- [What you need to do] Every line of the data below that holds the string "message" needs to be reported.

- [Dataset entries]
=== Begin Enclosure ===
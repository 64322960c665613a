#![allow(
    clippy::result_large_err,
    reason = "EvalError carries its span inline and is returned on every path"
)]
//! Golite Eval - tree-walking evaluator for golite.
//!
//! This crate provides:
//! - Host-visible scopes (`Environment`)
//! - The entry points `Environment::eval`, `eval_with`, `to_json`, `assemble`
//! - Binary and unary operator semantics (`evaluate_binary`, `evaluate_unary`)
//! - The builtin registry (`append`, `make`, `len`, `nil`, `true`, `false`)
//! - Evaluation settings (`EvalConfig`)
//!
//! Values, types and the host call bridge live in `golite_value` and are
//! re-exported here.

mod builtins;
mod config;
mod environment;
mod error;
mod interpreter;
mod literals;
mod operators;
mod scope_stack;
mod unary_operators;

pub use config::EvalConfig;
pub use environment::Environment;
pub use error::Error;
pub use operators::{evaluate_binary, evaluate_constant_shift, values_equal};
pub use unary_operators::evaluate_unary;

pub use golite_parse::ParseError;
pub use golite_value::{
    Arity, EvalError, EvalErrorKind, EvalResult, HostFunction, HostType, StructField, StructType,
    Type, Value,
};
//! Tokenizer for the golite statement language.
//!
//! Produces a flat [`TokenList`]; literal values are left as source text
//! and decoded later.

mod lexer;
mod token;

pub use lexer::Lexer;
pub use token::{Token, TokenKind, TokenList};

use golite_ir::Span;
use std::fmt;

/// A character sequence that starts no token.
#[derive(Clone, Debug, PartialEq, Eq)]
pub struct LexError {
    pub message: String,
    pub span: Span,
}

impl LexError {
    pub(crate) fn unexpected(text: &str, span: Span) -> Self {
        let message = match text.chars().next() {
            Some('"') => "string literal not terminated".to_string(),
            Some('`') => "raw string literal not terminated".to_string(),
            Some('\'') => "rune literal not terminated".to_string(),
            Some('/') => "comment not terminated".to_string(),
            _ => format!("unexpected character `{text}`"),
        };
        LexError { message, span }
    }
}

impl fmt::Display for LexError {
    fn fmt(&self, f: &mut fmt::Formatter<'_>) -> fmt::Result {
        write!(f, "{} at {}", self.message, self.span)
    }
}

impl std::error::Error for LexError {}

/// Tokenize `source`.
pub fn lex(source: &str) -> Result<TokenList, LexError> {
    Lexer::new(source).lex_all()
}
=== End Enclosure ===
=== Begin Enclosure ===
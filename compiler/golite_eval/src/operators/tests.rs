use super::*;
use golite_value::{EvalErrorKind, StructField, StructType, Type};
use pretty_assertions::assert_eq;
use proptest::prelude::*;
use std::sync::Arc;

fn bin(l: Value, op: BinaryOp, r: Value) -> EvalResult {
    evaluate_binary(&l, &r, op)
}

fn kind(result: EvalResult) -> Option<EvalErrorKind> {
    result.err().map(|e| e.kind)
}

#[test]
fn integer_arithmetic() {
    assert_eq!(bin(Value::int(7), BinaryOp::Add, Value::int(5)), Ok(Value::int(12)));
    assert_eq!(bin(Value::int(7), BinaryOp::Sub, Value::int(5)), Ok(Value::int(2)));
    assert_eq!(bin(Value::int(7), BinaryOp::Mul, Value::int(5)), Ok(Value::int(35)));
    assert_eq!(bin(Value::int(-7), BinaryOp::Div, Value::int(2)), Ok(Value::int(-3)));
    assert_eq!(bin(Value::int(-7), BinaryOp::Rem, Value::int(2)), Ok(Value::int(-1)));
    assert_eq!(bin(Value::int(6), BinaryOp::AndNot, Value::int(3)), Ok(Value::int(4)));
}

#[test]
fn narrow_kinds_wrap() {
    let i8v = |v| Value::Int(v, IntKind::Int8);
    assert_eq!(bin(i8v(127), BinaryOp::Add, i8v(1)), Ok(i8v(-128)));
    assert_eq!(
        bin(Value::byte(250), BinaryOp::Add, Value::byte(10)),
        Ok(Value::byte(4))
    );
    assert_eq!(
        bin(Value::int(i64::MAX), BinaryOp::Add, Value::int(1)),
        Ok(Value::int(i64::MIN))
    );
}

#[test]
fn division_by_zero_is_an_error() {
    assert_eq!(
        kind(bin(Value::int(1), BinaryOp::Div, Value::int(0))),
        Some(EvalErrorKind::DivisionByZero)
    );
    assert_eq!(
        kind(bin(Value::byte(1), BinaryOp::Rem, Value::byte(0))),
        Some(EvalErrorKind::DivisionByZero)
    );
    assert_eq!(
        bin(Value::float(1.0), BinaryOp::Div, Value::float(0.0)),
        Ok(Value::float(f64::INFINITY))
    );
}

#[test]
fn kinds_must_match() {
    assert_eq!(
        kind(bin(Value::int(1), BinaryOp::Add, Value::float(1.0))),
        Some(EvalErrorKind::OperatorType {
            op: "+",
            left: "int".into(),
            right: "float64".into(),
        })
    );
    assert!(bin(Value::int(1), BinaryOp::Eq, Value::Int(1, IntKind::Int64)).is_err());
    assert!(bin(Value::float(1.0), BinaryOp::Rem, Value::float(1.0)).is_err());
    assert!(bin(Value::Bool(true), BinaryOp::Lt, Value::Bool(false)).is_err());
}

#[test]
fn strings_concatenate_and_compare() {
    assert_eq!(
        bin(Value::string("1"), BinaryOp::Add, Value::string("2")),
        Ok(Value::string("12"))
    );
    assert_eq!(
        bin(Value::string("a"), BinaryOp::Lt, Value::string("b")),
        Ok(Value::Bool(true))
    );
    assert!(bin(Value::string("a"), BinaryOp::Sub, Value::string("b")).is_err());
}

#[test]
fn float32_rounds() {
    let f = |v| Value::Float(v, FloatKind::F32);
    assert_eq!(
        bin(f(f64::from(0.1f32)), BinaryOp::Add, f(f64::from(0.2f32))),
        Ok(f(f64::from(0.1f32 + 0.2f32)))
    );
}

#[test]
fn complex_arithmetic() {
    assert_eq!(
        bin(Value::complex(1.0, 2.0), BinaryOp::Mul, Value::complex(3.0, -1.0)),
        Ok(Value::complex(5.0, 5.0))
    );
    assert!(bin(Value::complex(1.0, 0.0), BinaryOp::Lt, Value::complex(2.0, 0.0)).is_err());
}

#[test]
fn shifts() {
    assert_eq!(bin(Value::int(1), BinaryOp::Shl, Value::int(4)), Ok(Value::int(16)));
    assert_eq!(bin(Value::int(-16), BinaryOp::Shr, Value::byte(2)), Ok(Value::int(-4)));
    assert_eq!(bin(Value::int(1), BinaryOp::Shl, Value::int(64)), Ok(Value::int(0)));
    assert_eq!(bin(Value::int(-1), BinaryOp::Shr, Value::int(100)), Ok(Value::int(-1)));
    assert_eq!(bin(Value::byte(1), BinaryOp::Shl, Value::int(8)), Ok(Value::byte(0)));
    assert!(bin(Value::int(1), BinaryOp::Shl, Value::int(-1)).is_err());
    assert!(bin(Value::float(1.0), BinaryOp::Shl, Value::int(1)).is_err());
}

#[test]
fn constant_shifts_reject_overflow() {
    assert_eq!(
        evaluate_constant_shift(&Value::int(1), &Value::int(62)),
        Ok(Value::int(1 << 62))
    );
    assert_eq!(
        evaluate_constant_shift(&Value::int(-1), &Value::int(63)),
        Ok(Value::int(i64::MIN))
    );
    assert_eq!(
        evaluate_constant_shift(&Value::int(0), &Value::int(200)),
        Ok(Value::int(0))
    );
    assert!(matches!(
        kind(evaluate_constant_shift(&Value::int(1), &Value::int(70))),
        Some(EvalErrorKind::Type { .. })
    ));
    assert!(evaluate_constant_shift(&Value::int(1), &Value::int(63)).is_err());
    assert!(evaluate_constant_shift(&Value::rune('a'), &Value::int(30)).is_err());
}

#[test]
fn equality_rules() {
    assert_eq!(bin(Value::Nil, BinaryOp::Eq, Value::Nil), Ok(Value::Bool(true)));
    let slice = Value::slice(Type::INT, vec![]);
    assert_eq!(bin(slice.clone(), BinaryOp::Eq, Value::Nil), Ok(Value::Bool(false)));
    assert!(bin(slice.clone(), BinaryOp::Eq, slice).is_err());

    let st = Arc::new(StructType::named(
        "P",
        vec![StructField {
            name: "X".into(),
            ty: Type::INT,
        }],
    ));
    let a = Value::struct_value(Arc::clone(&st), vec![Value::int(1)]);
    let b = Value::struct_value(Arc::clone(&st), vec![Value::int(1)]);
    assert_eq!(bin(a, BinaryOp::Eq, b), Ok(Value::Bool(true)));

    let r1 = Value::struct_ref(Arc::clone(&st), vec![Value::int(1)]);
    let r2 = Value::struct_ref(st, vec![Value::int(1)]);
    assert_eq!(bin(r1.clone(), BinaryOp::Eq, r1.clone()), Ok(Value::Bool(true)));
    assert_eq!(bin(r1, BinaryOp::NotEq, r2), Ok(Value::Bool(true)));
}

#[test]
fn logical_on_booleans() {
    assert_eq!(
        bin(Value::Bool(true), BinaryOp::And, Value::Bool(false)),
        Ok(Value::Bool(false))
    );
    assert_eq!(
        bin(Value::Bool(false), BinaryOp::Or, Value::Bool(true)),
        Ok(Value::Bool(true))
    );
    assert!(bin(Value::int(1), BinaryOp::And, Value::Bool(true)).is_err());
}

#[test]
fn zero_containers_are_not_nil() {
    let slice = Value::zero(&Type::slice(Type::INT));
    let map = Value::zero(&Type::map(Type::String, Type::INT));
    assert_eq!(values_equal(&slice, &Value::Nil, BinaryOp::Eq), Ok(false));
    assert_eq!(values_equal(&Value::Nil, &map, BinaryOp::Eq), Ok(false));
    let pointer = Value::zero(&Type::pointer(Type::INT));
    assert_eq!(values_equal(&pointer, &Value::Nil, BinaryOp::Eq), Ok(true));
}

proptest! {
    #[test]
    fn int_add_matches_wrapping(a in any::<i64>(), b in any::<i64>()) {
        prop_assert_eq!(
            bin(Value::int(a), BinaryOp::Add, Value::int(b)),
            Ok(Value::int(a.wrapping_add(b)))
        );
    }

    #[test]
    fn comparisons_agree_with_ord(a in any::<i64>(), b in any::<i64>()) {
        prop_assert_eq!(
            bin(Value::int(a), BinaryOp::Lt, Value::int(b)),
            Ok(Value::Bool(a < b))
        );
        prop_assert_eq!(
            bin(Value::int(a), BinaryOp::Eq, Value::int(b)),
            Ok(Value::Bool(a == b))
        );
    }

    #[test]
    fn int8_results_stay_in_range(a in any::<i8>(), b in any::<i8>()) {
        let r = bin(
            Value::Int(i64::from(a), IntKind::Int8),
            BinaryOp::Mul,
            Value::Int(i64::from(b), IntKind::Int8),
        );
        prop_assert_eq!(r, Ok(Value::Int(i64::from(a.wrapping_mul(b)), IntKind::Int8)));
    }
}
=== End Enclosure ===
- [Output of the exercise]
    pub message: String,
        let message = match text.chars().next() {
        LexError { message, span }
        write!(f, "{} at {}", self.message, self.span)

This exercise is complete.